А теперь перенесемся на два с половиной столетия вперед, в Московию, где радеющий за восстановление единодержавия Иван III уже провозгласил себя государем Всея Руси и отказался платить дань монголам - одержав над ними зычную победу на реке Угре. Это правление - неприхотливо вклинившееся между царствованиями Василия Темного и Ивана Грозного - столь же покрыто тьмою неведения, сколь и пронизано предчувствием гроз. Вот как описывает его Карамзин: "Кроме внешних опасностей и неприятелей, юный Иоанн должен был внутри государства преодолеть общее уныние сердец, какое-то расслабление, дремоту сил душевных. Истекала седьмая тысяча лет от сотворения мира по греческим хронографам: суеверие с концом ее ждало и конца миру. Сия несчастная мысль, владычествуя в умах, вселяла в людей равнодушие ко славе и благу отечества; менее стыдились государственного ига, менее пленялись мыслию независимости, думая, что все ненадолго. Но печальное тем сильнее действовало на сердца и воображение. Затмения, мнимые чудеса ужасали простолюдинов более, нежели когда-нибудь. Уверяли, что Ростовское озеро целые две недели страшно выло всякую ночь и не давало спать окрестным жителям. Были и важные, действительные бедствия: от чрезвычайного холода и морозов пропадал хлеб в полях; два года сряду выпадал глубокий снег в мае месяце. Язва, называемая в летописях железою, еще искала жертв в России, особенно в Новгородских и Псковских владениях (места первоначального распространения ереси "жидовствующих" - Г. М.), где, если верить исчислению одного летописца, в два года умерло 250 652 человека; в одном Новгороде 48 402, в монастырях около 8000. В Москве, в других городах, в селах и на дорогах также погибло множество людей от сей заразы" ("История государства Российского", т. 6, гл. 1).

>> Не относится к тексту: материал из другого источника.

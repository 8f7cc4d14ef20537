//! A routing-engine peer carried over one L2CAP channel
//!
//! `BlePeer` owns the channel and one conduit. A reader task copies channel
//! bytes into the conduit and a writer task copies conduit frames onto the
//! channel; both blocking conduit calls run on the blocking pool. End of
//! stream, stream errors and conduit failures all close the peer.

use std::sync::Arc;

use meshlink_core::link::{pump_inbound, pump_outbound, EofPolicy, LinkCore};
use meshlink_core::{DeviceUuid, LinkId, PeerTransport, PeerType, RoutingEngine, StopHook};
use tracing::info;

use crate::error::Result;
use crate::platform::BleChannel;
use crate::state::BleState;

/// Conduit zone for every BLE peer
pub const BLE_ZONE: &str = "ble";

#[derive(Debug)]
pub struct BlePeer {
    device: DeviceUuid,
    core: Arc<LinkCore>,
}

impl BlePeer {
    /// Allocate a conduit and start pumping `channel`.
    ///
    /// Fails without touching the channel when the engine refuses a conduit.
    pub fn open(
        engine: &dyn RoutingEngine,
        channel: BleChannel,
        max_frame_size: usize,
        when_stopped: StopHook,
    ) -> Result<Arc<Self>> {
        let core = Arc::new(LinkCore::new(
            engine,
            BLE_ZONE,
            PeerType::Bluetooth,
            when_stopped,
        )?);
        let BleChannel { device, stream } = channel;
        info!("Opening BLE peering with {} ({})", device, core.id());

        let (reader, writer) = tokio::io::split(stream);
        core.mark_open();
        tokio::spawn(pump_inbound(
            core.clone(),
            reader,
            max_frame_size,
            EofPolicy::Close,
        ));
        tokio::spawn(pump_outbound(core.clone(), writer));

        Ok(Arc::new(Self { device, core }))
    }

    /// Open a peer for `channel` and hand it to the tracker. The peer's stop
    /// hook cleans the device up again.
    pub fn attach(
        state: &BleState,
        engine: &dyn RoutingEngine,
        channel: BleChannel,
        max_frame_size: usize,
    ) -> Result<Arc<Self>> {
        let device = channel.device.clone();
        let tracker = state.clone();
        let stopped_device = device.clone();
        let peer = Self::open(
            engine,
            channel,
            max_frame_size,
            Box::new(move |link| tracker.peer_stopped(&stopped_device, link)),
        )?;

        state.add_peer(&device, peer.clone());
        if !peer.is_open() {
            // closed before the tracker knew about it
            state.clear_all_device_state(&device);
        }
        Ok(peer)
    }

    pub fn device(&self) -> &DeviceUuid {
        &self.device
    }
}

impl PeerTransport for BlePeer {
    fn link_id(&self) -> LinkId {
        self.core.id()
    }

    fn peer_type(&self) -> PeerType {
        PeerType::Bluetooth
    }

    fn zone(&self) -> &str {
        self.core.zone()
    }

    fn is_open(&self) -> bool {
        self.core.is_open()
    }

    fn close(&self) {
        if self.core.close() {
            info!("Closed BLE peering with {}", self.device);
        }
    }
}
//! Local-network transport for the meshlink peer bridge
//!
//! Each node listens on a TCP port and announces it over mDNS under the
//! `_pinecone._tcp` service type, with its routing public key in the TXT
//! record. Browsing nodes dial every announced service whose key is not their
//! own. Both inbound and outbound sockets become [`NetworkPeer`]s bridged to
//! one routing-engine conduit each.

pub mod discovery;
pub mod endpoint;
pub mod error;
pub mod peer;
pub mod session;

pub use discovery::{
    BrowseEvent, BrowseResult, MdnsDiscovery, ServiceDiscovery, ServiceRecord, MAX_INSTANCE_LEN,
};
pub use endpoint::Endpoint;
pub use error::{BonjourError, Result};
pub use peer::NetworkPeer;
pub use session::{BonjourSession, INSTANCE_KEY_CHARS};
//! BLE central role: scanning, handshake and outbound L2CAP channels

use std::collections::HashMap;
use std::future::Future;
use std::sync::Arc;

use meshlink_core::{DeviceUuid, PublicKey, RoutingEngine};
use tokio::sync::mpsc;
use tokio::time::Instant;
use tracing::{debug, error, info, warn};

use crate::error::Result;
use crate::peer::BlePeer;
use crate::platform::{BleCentral, BleChannel, CentralEvent, PeripheralRef, RadioState};
use crate::protocol::{Handshake, TieBreak, MESH_SERVICE_UUID};
use crate::state::BleState;

// ----------------------------------------------------------------------------
// Central Role
// ----------------------------------------------------------------------------

/// Handles central-manager events for one Bluetooth session
pub struct CentralRole {
    state: BleState,
    central: Arc<dyn BleCentral>,
    engine: Arc<dyn RoutingEngine>,
    local_key: PublicKey,
    max_frame_size: usize,
    last_attempts: HashMap<DeviceUuid, Instant>,
}
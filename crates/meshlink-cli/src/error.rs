//! Error handling for the meshlink CLI

use meshlink_core::MeshError;
use thiserror::Error;

#[derive(Error, Debug)]
pub enum CliError {
    #[error("Mesh error: {0}")]
    Mesh(#[from] MeshError),

    #[error("Configuration error: {0}")]
    Config(String),

    #[error("Configuration loading error: {0}")]
    Loading(#[from] Box<figment::Error>),

    #[error("TOML serialization error: {0}")]
    TomlSerialization(#[from] toml::ser::Error),

    #[error("IO error: {0}")]
    Io(#[from] std::io::Error),
}

impl From<figment::Error> for CliError {
    fn from(err: figment::Error) -> Self {
        CliError::Loading(Box::new(err))
    }
}

/// Result type for CLI operations
pub type Result<T> = std::result::Result<T, CliError>;
//! Mesh service facade
//!
//! [`MeshService`] owns the routing engine for as long as the node is running
//! and switches the Bluetooth and local-network transports on and off. Every
//! toggle is safe to call at any time and does nothing while the engine is
//! stopped.

mod ble_session;
pub mod builder;
pub mod service;

pub use ble_session::BleSession;
pub use builder::MeshServiceBuilder;
pub use service::{MeshService, ServiceState};
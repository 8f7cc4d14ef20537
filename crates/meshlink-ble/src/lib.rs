//! Bluetooth LE L2CAP transport for the meshlink peer bridge
//!
//! Nodes advertise a mesh service whose single readable characteristic holds
//! a 10-byte handshake: the L2CAP PSM they listen on and the first bytes of
//! their routing public key. Scanning nodes read it, and the node with the
//! lower key opens the channel, so each pair ends up with exactly one link.
//!
//! - [`protocol`] - service identifiers, handshake codec and the initiator rule
//! - [`platform`] - the OS Bluetooth surface both roles are written against
//! - [`state`] - per-device connection tracking with timeouts
//! - [`peer`] - one L2CAP channel bridged to one routing-engine conduit
//! - [`client`] - the central role
//! - [`server`] - the peripheral role
//! - [`backend`] - btleplug and BlueZ implementations of [`platform`]
//!
//! Enable the `testing` feature for a channel-driven fake stack.

pub mod backend;
pub mod client;
pub mod error;
pub mod peer;
pub mod platform;
pub mod protocol;
pub mod server;
pub mod state;

#[cfg(any(test, feature = "testing"))]
pub mod testing;

pub use client::CentralRole;
pub use error::{BleError, Result};
pub use peer::{BlePeer, BLE_ZONE};
pub use platform::{
    BleCentral, BleChannel, BlePeripheralManager, BlePlatform, CentralEvent, ChannelStream,
    PeripheralEvent, PeripheralLink, PeripheralRef, RadioState, UnsupportedPeripheral,
};
pub use protocol::{
    tie_break, Handshake, TieBreak, HANDSHAKE_CHARACTERISTIC_UUID, HANDSHAKE_LEN, KEY_SLOT_LEN,
    MESH_SERVICE_UUID,
};
pub use server::PeripheralRole;
pub use state::{BleState, DevicePhase};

Древнерусское летосчисление в описываемые времена велось "от сотворения мира" - в соответствии с хронологией, установленной еще в 4 в. н. э. александрийским монахом Панадором. Только в эпоху Петра I - в 1700 г. - был введен счет лет "от рождества Христова". Разница между двумя годичными шкалами составляла 5508 лет. Таким образом, без труда вычисляем, что в Третьем Риме, преисполнясь суеверного ужаса перед мистическим значением числа 7, ждали наступления Конца мира и Страшного суда к 1492 году.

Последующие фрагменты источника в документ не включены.